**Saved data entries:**
- Opening Delimiter -

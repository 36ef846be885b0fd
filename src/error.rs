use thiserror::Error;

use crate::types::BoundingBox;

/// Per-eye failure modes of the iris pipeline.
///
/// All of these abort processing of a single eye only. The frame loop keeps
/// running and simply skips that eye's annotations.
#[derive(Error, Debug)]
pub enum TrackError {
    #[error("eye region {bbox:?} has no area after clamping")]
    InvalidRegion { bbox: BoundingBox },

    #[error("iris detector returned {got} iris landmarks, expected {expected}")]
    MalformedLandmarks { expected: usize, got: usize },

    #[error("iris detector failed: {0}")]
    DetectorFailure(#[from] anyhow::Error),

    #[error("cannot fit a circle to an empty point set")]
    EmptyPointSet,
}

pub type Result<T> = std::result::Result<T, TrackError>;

- Closing Delimiter -
- Opening Delimiter -

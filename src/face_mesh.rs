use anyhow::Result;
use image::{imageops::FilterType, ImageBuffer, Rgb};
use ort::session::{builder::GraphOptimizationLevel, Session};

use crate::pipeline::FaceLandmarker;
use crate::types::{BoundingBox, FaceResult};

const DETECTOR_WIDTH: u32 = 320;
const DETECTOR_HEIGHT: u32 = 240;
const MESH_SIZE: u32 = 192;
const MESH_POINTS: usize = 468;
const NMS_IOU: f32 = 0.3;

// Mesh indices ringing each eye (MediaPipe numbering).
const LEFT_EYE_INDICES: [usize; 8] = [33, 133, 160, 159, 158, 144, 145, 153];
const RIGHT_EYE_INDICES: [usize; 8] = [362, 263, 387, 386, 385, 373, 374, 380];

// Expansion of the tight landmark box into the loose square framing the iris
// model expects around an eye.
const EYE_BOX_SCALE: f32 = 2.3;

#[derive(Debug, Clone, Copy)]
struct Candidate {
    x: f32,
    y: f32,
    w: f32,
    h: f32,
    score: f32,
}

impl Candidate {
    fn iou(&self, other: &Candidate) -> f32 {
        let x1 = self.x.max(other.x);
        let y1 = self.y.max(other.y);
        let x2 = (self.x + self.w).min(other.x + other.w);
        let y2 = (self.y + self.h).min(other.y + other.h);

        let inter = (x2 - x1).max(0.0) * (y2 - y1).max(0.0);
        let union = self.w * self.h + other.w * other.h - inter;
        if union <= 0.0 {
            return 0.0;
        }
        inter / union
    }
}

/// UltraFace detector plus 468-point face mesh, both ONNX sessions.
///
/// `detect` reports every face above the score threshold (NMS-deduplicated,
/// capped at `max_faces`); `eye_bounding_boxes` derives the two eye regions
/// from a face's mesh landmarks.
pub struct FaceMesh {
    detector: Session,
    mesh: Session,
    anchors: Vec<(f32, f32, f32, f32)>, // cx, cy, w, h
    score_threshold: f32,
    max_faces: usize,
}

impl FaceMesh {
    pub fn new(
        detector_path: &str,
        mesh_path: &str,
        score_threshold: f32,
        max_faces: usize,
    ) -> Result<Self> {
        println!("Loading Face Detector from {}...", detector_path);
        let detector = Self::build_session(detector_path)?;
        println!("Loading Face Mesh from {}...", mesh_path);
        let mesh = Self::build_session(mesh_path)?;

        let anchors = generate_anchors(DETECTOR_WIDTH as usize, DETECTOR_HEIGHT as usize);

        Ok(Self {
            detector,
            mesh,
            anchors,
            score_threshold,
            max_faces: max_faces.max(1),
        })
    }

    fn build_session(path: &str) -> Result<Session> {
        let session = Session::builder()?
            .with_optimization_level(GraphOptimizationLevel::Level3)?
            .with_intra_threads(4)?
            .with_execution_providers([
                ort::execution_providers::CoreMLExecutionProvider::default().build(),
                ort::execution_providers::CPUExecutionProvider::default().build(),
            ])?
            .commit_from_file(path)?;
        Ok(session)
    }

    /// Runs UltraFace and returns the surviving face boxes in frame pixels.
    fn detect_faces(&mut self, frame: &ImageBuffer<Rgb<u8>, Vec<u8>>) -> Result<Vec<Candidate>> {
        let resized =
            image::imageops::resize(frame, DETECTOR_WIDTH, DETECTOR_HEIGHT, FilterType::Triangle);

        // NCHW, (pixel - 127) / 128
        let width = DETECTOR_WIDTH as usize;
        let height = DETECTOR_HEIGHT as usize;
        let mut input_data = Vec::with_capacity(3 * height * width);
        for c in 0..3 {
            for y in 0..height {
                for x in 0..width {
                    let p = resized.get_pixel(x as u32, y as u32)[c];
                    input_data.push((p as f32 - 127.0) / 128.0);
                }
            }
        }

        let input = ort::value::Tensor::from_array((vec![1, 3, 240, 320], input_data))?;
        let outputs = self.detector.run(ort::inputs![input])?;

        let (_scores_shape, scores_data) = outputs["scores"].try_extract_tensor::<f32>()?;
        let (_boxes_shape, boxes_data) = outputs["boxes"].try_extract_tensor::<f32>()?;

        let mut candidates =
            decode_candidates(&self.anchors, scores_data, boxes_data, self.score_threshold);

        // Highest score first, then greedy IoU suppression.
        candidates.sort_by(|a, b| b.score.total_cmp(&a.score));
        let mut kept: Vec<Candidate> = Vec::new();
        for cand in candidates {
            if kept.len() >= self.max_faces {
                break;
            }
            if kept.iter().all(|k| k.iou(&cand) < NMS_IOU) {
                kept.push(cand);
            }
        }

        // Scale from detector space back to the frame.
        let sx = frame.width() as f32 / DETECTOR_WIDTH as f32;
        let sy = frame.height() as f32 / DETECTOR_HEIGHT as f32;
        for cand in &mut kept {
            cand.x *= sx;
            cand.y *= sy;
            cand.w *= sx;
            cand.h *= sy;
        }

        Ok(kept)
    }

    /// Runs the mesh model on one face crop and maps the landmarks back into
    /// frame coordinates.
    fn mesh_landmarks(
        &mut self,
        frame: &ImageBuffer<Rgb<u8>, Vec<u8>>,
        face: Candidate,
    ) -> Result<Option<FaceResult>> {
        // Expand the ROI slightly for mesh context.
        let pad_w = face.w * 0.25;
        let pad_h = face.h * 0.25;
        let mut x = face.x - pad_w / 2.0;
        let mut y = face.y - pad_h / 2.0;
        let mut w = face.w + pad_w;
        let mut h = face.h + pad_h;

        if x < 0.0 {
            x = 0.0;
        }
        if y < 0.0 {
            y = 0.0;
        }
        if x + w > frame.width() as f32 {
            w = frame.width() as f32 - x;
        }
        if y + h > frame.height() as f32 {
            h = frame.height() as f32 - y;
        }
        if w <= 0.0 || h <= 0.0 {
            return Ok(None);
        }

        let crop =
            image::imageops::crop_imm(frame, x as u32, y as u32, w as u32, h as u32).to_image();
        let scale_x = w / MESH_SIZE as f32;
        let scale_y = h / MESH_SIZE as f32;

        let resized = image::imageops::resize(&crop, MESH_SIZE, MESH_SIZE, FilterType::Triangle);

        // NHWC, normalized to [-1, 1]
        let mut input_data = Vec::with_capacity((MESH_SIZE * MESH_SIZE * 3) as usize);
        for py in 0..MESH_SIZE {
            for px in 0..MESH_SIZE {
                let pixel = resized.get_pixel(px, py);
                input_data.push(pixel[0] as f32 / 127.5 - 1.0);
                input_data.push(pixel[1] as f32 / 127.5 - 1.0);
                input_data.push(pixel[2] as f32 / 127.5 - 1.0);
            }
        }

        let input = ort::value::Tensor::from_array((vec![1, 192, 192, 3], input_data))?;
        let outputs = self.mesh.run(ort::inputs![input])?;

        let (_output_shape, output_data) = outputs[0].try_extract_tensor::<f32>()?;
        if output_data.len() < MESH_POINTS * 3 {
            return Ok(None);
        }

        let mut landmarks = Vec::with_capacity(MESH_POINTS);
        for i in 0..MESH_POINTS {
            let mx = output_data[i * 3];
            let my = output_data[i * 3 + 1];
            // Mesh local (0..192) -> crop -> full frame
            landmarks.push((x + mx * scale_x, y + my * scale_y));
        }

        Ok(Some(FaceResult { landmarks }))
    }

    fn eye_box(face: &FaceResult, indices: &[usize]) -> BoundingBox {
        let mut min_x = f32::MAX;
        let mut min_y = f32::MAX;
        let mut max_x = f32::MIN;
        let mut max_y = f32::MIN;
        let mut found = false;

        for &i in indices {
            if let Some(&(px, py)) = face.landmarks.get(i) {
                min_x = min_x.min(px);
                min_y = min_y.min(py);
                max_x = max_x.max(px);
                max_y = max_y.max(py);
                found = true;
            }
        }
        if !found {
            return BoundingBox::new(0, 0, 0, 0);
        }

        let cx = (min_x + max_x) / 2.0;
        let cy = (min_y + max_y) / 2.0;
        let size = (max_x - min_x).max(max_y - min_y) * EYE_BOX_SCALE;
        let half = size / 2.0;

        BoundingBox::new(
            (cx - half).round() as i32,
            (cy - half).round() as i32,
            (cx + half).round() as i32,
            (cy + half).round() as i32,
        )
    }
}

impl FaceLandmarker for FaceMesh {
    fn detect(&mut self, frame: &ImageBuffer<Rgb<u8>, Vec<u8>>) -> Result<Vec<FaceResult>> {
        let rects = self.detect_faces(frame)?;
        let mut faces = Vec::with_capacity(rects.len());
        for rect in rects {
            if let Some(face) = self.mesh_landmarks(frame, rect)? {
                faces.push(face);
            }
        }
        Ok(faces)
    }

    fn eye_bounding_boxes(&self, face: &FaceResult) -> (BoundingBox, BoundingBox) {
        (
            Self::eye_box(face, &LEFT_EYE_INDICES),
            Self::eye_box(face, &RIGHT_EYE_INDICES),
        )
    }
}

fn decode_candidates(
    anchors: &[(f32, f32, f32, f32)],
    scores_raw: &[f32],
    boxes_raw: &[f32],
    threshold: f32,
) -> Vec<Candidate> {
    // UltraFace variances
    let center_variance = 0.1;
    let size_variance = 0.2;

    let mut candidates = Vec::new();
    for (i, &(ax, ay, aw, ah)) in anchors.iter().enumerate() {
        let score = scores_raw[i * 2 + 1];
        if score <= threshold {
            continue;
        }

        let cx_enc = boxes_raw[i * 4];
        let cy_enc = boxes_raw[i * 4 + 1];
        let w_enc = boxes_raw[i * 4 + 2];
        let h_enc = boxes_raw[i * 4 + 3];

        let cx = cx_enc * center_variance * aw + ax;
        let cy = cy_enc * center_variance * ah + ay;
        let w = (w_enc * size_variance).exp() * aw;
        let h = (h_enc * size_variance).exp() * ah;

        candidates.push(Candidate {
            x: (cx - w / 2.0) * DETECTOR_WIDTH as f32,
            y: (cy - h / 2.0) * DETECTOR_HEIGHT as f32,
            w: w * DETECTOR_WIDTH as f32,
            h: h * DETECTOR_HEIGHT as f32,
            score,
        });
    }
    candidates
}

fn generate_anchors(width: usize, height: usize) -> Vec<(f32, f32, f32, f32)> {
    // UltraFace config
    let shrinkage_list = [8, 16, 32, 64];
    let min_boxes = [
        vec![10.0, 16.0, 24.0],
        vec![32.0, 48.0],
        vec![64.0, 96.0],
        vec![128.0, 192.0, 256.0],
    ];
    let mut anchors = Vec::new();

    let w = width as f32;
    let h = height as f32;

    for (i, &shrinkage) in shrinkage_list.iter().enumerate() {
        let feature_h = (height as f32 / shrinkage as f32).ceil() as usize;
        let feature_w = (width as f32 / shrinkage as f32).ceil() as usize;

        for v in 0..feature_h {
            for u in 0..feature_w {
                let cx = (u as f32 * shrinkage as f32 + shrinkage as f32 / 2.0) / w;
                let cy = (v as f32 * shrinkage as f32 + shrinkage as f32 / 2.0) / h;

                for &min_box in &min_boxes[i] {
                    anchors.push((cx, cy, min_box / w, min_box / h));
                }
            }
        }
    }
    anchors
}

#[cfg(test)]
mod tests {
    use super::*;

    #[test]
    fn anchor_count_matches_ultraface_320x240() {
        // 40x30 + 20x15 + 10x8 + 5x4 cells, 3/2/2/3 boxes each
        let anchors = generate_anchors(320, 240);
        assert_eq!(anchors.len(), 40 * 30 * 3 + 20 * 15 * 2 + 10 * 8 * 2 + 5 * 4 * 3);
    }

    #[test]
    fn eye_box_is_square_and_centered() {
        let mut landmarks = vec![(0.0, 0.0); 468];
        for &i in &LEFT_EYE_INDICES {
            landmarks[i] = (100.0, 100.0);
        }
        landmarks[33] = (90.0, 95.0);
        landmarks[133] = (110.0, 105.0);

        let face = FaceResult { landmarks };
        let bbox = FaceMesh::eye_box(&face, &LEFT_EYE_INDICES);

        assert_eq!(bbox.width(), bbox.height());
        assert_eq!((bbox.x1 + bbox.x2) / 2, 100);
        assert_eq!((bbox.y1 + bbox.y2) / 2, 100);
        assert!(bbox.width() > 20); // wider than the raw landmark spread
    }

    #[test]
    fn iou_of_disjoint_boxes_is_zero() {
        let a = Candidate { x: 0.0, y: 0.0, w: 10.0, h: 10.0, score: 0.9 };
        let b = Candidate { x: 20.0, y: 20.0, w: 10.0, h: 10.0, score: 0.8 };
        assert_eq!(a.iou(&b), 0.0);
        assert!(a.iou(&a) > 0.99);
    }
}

- Closing Delimiter -
- Opening Delimiter -

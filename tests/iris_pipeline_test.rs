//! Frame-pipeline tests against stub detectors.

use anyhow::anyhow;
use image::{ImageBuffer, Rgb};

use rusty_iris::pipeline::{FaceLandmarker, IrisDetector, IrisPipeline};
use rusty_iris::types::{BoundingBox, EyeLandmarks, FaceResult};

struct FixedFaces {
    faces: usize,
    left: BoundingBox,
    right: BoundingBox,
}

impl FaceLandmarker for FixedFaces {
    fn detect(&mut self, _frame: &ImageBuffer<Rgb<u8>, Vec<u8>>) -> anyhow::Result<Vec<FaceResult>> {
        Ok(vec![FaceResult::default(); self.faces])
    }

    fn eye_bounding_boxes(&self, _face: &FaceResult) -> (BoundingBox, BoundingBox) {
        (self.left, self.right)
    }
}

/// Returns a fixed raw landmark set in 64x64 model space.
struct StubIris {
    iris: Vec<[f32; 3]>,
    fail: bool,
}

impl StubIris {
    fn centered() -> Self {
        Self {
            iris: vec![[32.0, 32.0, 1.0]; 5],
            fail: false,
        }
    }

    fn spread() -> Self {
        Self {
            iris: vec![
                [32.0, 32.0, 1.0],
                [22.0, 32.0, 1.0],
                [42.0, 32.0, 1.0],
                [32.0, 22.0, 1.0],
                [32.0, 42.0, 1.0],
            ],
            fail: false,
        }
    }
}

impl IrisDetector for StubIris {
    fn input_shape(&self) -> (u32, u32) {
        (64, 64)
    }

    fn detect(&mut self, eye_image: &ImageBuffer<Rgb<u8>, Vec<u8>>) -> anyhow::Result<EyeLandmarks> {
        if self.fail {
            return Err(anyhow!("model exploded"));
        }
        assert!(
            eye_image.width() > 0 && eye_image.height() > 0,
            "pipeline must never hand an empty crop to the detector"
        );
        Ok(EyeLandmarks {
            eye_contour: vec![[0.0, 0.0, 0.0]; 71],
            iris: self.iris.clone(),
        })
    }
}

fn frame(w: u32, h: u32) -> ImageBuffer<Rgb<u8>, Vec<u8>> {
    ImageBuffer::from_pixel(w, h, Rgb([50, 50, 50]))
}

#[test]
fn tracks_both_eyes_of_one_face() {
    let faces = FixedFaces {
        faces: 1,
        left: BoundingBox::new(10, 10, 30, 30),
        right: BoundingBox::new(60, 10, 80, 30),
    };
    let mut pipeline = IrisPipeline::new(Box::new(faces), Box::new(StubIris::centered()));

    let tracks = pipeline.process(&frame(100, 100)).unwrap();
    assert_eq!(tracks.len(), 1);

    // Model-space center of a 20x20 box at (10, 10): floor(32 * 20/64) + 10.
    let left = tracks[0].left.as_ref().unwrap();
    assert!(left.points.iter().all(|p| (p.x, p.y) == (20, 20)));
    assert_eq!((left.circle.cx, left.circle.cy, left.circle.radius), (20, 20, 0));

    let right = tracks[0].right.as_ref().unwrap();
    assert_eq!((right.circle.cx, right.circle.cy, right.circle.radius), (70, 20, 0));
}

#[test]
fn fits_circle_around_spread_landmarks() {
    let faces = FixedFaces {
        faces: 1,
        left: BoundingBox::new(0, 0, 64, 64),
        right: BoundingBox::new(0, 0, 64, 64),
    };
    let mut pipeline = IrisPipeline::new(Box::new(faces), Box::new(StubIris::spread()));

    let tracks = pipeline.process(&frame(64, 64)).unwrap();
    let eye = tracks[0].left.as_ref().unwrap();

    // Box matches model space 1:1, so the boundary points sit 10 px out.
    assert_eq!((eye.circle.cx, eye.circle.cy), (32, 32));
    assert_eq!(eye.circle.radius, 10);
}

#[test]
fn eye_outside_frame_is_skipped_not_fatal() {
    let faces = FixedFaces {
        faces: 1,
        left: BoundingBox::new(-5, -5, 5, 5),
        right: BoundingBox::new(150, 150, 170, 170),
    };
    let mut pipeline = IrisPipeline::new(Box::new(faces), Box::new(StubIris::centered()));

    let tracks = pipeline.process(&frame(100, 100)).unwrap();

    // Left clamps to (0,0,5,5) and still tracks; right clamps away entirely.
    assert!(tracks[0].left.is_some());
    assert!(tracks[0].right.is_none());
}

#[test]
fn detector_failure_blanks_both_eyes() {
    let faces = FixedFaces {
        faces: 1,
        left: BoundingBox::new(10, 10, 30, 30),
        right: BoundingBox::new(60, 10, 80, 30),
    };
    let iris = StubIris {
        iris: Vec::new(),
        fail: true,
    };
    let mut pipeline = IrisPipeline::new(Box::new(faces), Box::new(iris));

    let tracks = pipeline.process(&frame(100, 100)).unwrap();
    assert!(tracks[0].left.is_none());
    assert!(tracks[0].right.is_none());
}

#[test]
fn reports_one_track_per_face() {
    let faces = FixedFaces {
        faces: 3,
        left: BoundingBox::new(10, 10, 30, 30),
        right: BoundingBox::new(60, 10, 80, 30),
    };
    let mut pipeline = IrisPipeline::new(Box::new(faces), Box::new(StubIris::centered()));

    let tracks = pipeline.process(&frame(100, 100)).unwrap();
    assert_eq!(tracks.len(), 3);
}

- Closing Delimiter -

**TASK ITEM:** Starting with the line that holds "repository 36ef846be885b0fd" and ending with the line that holds "pub type Result<T>", retype every line in the data above exactly, and nothing else.

**WORKED SOLUTION:**
repository 36ef846be885b0fd
filename src/error.rs
use thiserror::Error;

use crate::types::BoundingBox;

/// Per-eye failure modes of the iris pipeline.
///
/// All of these abort processing of a single eye only. The frame loop keeps
/// running and simply skips that eye's annotations.
#[derive(Error, Debug)]
pub enum TrackError {
    #[error("eye region {bbox:?} has no area after clamping")]
    InvalidRegion { bbox: BoundingBox },

    #[error("iris detector returned {got} iris landmarks, expected {expected}")]
    MalformedLandmarks { expected: usize, got: usize },

    #[error("iris detector failed: {0}")]
    DetectorFailure(#[from] anyhow::Error),

    #[error("cannot fit a circle to an empty point set")]
    EmptyPointSet,
}

pub type Result<T> = std::result::Result<T, TrackError>;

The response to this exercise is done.